=== Exercise materials ===

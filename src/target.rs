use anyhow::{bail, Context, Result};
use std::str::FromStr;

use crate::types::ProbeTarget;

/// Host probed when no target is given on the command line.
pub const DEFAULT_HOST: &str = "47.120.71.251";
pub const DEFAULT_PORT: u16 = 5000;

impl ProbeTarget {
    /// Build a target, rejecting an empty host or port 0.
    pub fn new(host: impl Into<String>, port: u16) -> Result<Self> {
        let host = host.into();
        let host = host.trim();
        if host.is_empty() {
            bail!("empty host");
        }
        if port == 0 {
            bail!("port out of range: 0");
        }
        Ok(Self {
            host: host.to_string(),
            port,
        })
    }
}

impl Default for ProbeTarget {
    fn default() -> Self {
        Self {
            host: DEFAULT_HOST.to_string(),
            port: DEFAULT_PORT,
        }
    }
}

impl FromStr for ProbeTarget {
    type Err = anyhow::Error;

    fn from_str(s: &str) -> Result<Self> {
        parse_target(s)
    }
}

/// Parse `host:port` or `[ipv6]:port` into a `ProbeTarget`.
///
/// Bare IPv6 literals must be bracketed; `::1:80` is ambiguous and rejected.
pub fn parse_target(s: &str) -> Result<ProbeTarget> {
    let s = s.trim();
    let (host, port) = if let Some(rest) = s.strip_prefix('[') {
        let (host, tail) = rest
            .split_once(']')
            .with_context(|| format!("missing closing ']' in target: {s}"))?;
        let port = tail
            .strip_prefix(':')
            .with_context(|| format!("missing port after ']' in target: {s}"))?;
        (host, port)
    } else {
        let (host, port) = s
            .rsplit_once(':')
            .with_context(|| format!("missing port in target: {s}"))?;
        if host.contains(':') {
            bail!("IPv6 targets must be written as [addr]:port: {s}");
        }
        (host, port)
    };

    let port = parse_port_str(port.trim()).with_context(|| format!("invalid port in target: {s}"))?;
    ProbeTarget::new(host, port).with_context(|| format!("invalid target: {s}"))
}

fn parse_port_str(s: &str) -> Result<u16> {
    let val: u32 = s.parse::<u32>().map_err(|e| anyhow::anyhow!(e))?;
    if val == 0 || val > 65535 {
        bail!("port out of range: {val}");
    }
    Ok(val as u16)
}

===
=== Exercise materials ===

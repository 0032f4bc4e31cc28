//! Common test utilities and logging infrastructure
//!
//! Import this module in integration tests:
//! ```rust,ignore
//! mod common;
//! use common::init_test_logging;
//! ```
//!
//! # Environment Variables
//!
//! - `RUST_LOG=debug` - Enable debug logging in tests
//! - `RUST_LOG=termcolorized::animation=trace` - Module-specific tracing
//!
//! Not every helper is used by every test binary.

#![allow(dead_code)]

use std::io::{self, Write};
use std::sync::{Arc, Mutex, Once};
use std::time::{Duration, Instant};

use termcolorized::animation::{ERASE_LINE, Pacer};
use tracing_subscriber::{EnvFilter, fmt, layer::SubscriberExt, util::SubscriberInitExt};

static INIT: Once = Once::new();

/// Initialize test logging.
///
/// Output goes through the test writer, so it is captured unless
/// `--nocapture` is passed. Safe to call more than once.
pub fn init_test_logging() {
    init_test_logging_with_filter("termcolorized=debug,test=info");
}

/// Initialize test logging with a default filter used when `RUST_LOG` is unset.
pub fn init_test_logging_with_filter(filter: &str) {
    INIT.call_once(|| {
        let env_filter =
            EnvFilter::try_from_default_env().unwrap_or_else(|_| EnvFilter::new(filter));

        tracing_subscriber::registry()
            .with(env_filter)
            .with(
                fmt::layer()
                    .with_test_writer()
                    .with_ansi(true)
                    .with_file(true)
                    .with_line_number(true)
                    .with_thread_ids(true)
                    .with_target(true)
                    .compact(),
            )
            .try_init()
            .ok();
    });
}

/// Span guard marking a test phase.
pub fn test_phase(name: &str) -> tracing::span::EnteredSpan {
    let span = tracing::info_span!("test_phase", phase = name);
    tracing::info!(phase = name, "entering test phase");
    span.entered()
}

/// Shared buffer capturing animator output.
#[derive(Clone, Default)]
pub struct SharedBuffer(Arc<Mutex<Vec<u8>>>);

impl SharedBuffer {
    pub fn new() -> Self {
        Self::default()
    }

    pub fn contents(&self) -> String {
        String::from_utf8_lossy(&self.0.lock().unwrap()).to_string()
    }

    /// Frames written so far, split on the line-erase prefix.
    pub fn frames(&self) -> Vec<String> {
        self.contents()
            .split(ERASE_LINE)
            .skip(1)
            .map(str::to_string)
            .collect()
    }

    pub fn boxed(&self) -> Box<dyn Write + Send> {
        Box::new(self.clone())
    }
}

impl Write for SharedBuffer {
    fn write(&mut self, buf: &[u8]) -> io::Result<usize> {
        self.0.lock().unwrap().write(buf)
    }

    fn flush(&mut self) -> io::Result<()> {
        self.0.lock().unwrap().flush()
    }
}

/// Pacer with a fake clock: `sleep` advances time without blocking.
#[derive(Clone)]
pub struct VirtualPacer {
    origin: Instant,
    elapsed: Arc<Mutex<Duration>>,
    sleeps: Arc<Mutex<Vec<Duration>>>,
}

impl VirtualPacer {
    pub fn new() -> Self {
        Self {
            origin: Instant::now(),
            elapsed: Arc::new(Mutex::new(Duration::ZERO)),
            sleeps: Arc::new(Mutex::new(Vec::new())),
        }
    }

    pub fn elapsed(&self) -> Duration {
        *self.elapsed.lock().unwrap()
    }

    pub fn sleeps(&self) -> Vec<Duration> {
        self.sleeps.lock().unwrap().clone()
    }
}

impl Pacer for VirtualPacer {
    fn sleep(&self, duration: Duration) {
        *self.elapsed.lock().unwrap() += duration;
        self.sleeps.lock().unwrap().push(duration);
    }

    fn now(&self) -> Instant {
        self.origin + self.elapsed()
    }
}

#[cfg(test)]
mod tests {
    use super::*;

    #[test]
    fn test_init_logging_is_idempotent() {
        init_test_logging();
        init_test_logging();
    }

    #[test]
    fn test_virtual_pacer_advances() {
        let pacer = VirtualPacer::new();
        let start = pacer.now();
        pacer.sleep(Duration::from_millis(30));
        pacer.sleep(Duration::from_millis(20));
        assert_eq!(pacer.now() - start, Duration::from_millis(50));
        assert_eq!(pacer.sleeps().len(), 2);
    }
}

===

Counting the lines above that hold "flush", reply with the number and no other words.

2